> **What is required**: Every line from the one containing "let _: () = match" through the last line below should be reproduced exactly; please include nothing else.

> **The data**:
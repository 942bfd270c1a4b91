use clap::Parser;
use gastro_auswertung::args::{Args, Command};
use gastro_auswertung::{commands, Result};
use std::process::ExitCode;
use tracing::{debug, error, trace};
use tracing_subscriber::filter::LevelFilter;
use tracing_subscriber::EnvFilter;

fn main() -> ExitCode {
    let args = Args::parse();
    let log_level = args.common().log_level();
    init_logger(log_level);
    debug!("Log level set to {}", log_level.to_string().to_lowercase());

    match main_inner(args) {
        Ok(_) => ExitCode::SUCCESS,
        Err(e) => {
            error!("Exiting with error: {e}");
            ExitCode::FAILURE
        }
    }
}

pub fn main_inner(args: Args) -> Result<()> {
    trace!("{args:?}");

    // Route to appropriate command handler
    let _: () = match args.command() {
        Command::Report(report_args) => commands::report(report_args)?.print(),
        Command::Summary(summary_args) => commands::summary(summary_args)?.print(),
    };
    Ok(())
}

/// Initializes the tracing subscriber.
pub fn init_logger(level: LevelFilter) {
    let filter = match std::env::var("RUST_LOG").ok() {
        Some(_) => {
            // RUST_LOG exists; use it.
            EnvFilter::from_default_env()
        }
        None => {
            // RUST_LOG does not exist; use default log level for this crate only.
            EnvFilter::new(format!(
                "gastro_auswertung={},{}={}",
                level,
                env!("CARGO_BIN_NAME"),
                level
            ))
        }
    };

    tracing_subscriber::fmt()
        .with_env_filter(filter)
        .with_writer(std::io::stderr)
        .init();
}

> **Your response**:
    let _: () = match args.command() {
        Command::Report(report_args) => commands::report(report_args)?.print(),
        Command::Summary(summary_args) => commands::summary(summary_args)?.print(),
    };
    Ok(())
}

/// Initializes the tracing subscriber.
pub fn init_logger(level: LevelFilter) {
    let filter = match std::env::var("RUST_LOG").ok() {
        Some(_) => {
            // RUST_LOG exists; use it.
            EnvFilter::from_default_env()
        }
        None => {
            // RUST_LOG does not exist; use default log level for this crate only.
            EnvFilter::new(format!(
                "gastro_auswertung={},{}={}",
                level,
                env!("CARGO_BIN_NAME"),
                level
            ))
        }
    };

    tracing_subscriber::fmt()
        .with_env_filter(filter)
        .with_writer(std::io::stderr)
        .init();
}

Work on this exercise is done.